Scott Andrews is a professor at Cal State University, Northridge, where he teaches in English and in the American Indian Studies program. Dean Radar is also an English professor, teaching at the University of San Francisco. Dean publishes a blog called The Weekly Rader where he looks at the intersection of media, art, politics, and culture. On Tuesday, Dean published Scott's Of Thee I Sing: A Semiotic Review. Here's one excerpt:
Seeing the image of Sitting Bull as Real Estate is surprising in this context. A book like Of Thee I Sing is intended to remind us of famous, admirable people from American history – to make them visible to us again. It is odd, then, that in this act of remembrance, Sitting Bull is not present.
Scott analyzes the illustrations and ends with this:
Of course, it is better to have an Indian in the book than not. But it would be nice to have an Indian who lives on the ground like a human rather than in the ground like a specter or ghost.

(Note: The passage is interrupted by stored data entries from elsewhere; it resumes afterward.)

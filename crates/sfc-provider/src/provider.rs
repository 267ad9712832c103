//! Provider context
//!
//! [`SfcProvider`] owns the store handle, the repositories, the lifecycle
//! manager and the command executor. The typed methods submit a command and
//! wait for its result; [`SfcProvider::delete_service_path_containing_function`]
//! is the one call that runs on the caller's task.

use crate::cascade::CascadeDeleteHandler;
use crate::config::ProviderConfig;
use crate::error::SfcResult;
use crate::executor::{Command, CommandExecutor, CommandHandle, CommandOutput, ExecutorStats};
use crate::lifecycle::{CreatedPath, PathLifecycleManager};
use crate::model::{
    ServiceFunction, ServiceFunctionChain, ServiceFunctionPath, ServiceFunctionPaths,
};
use crate::repository::{
    ChainRepository, FunctionRepository, FunctionStateRepository, PathRepository,
};
use sfc_datastore::DataStore;
use std::sync::Arc;

/// Shared services commands run against
#[derive(Debug)]
pub struct ProviderServices {
    /// Validated configuration
    pub config: Arc<ProviderConfig>,
    /// Backing store
    pub store: Arc<dyn DataStore>,
    /// Path records
    pub paths: PathRepository,
    /// Chain records
    pub chains: ChainRepository,
    /// Function records
    pub functions: FunctionRepository,
    /// Back-reference entries
    pub function_state: FunctionStateRepository,
    /// Path and chain lifecycle rules
    pub lifecycle: Arc<PathLifecycleManager>,
    /// Function removal cascade
    pub cascade: CascadeDeleteHandler,
}

impl ProviderServices {
    /// Wire services over `store`
    #[must_use]
    pub fn new(store: Arc<dyn DataStore>, config: ProviderConfig) -> Self {
        let config = Arc::new(config);
        let lifecycle = Arc::new(PathLifecycleManager::new(store.clone(), config.clone()));

        Self {
            paths: PathRepository::new(store.clone()),
            chains: ChainRepository::new(store.clone()),
            functions: FunctionRepository::new(store.clone()),
            function_state: FunctionStateRepository::new(store.clone()),
            cascade: CascadeDeleteHandler::new(lifecycle.clone()),
            lifecycle,
            config,
            store,
        }
    }
}

/// SFC provider context
#[derive(Debug)]
pub struct SfcProvider {
    services: Arc<ProviderServices>,
    executor: CommandExecutor,
}

impl SfcProvider {
    /// Create provider over `store`
    ///
    /// Must be called within a Tokio runtime.
    ///
    /// # Errors
    /// - `SfcError::Config` if `config` fails validation
    pub fn new(store: Arc<dyn DataStore>, config: ProviderConfig) -> SfcResult<Self> {
        config.validate()?;
        let worker_limit = config.worker_limit;
        let services = Arc::new(ProviderServices::new(store, config));
        let executor = CommandExecutor::new(services.clone(), worker_limit);

        tracing::info!(worker_limit, "sfc provider started");
        Ok(Self { services, executor })
    }

    /// Shared services
    #[inline]
    #[must_use]
    pub fn services(&self) -> &Arc<ProviderServices> {
        &self.services
    }

    /// Active configuration
    #[inline]
    #[must_use]
    pub fn config(&self) -> &ProviderConfig {
        &self.services.config
    }

    /// Submit a command without waiting
    pub fn submit(&self, command: Command) -> CommandHandle {
        self.executor.submit(command)
    }

    /// Submit a command and wait for its result
    pub async fn execute(&self, command: Command) -> SfcResult<CommandOutput> {
        self.executor.execute(command).await
    }

    /// Executor statistics
    #[must_use]
    pub fn stats(&self) -> ExecutorStats {
        self.executor.stats()
    }

    /// Stop accepting commands
    pub fn shutdown(&self) {
        self.executor.shutdown();
    }

    /// Create or update a path
    pub async fn create_path(&self, path: ServiceFunctionPath) -> SfcResult<CreatedPath> {
        self.executor
            .execute(Command::CreatePath(path))
            .await?
            .into_created()
    }

    /// Create a path on an existing chain
    pub async fn create_path_from_chain(
        &self,
        chain_name: &str,
        path_name: &str,
    ) -> SfcResult<CreatedPath> {
        self.executor
            .execute(Command::CreatePathFromChain {
                chain_name: chain_name.to_string(),
                path_name: path_name.to_string(),
            })
            .await?
            .into_created()
    }

    /// Read a path by name
    pub async fn read_path(&self, name: &str) -> SfcResult<Option<ServiceFunctionPath>> {
        self.executor
            .execute(Command::ReadPath(name.to_string()))
            .await?
            .into_path()
    }

    /// Read every path
    pub async fn read_all_paths(&self) -> SfcResult<Vec<ServiceFunctionPath>> {
        self.executor
            .execute(Command::ReadAllPaths)
            .await?
            .into_paths()
    }

    /// Delete a path and its symmetric partner
    pub async fn delete_path(&self, name: &str) -> SfcResult<bool> {
        self.executor
            .execute(Command::DeletePath(name.to_string()))
            .await?
            .into_deleted()
    }

    /// Overwrite every path
    pub async fn put_all_paths(&self, paths: ServiceFunctionPaths) -> SfcResult<bool> {
        self.executor
            .execute(Command::PutAllPaths(paths))
            .await?
            .into_written()
    }

    /// Delete every path referencing `function` on the caller's task
    pub async fn delete_service_path_containing_function(
        &self,
        function: &ServiceFunction,
    ) -> SfcResult<bool> {
        self.services
            .cascade
            .delete_service_path_containing_function(function)
            .await
    }

    /// Delete every path referencing `function` through the executor
    ///
    /// Ordered after earlier commands on the same function.
    pub async fn delete_service_path_containing_function_executor(
        &self,
        function: &ServiceFunction,
    ) -> SfcResult<bool> {
        self.executor
            .execute(Command::DeletePathsForFunction(function.clone()))
            .await?
            .into_written()
    }

    /// Write a chain
    pub async fn put_chain(&self, chain: ServiceFunctionChain) -> SfcResult<bool> {
        self.executor
            .execute(Command::PutChain(chain))
            .await?
            .into_written()
    }

    /// Read a chain by name
    pub async fn read_chain(&self, name: &str) -> SfcResult<Option<ServiceFunctionChain>> {
        self.executor
            .execute(Command::ReadChain(name.to_string()))
            .await?
            .into_chain()
    }

    /// Delete a chain; paths on it are left in place
    pub async fn delete_chain(&self, name: &str) -> SfcResult<bool> {
        self.executor
            .execute(Command::DeleteChain(name.to_string()))
            .await?
            .into_deleted()
    }

    /// Write a function
    pub async fn put_function(&self, function: ServiceFunction) -> SfcResult<bool> {
        self.executor
            .execute(Command::PutFunction(function))
            .await?
            .into_written()
    }

    /// Delete a function and every path depending on it
    pub async fn delete_function(&self, name: &str) -> SfcResult<bool> {
        self.executor
            .execute(Command::DeleteFunction(name.to_string()))
            .await?
            .into_deleted()
    }
}

impl Drop for SfcProvider {
    fn drop(&mut self) {
        self.executor.shutdown();
    }
}

#[cfg(test)]
mod tests {
    use super::*;
    use crate::error::SfcError;
    use sfc_datastore::MemoryDataStore;

    #[tokio::test]
    async fn rejects_invalid_config() {
        let store = Arc::new(MemoryDataStore::new());
        let err = SfcProvider::new(store, ProviderConfig::default().with_worker_limit(0))
            .unwrap_err();
        assert!(matches!(err, SfcError::Config(_)));
    }

    #[tokio::test]
    async fn commands_after_shutdown_fail() {
        let provider =
            SfcProvider::new(Arc::new(MemoryDataStore::new()), ProviderConfig::default()).unwrap();
        provider.shutdown();

        assert!(matches!(
            provider.read_all_paths().await,
            Err(SfcError::ExecutorClosed)
        ));
    }
}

Click over to read his entire essay. You can read my first post about it here. I have yet to get a copy of the book to see what the text itself says.
Scott writes that it is better to have an Indian in the book than not. I'm not sure I agree. We (American Indians) are overrepresented in children's and young adult literature. You can see some of what I mean by "overrepresented" in my notes on SLJ's Top 100 Children's Novels, a list compiled by Elizabeth Bird.
And you can also tune in (online) to Native America Calling on Dec 2nd when they discuss Of Thee I Sing. Guests that day include Ernie LaPointe (one of Sitting Bull's descendants) and Rhonda LeValdo, a Native journalist.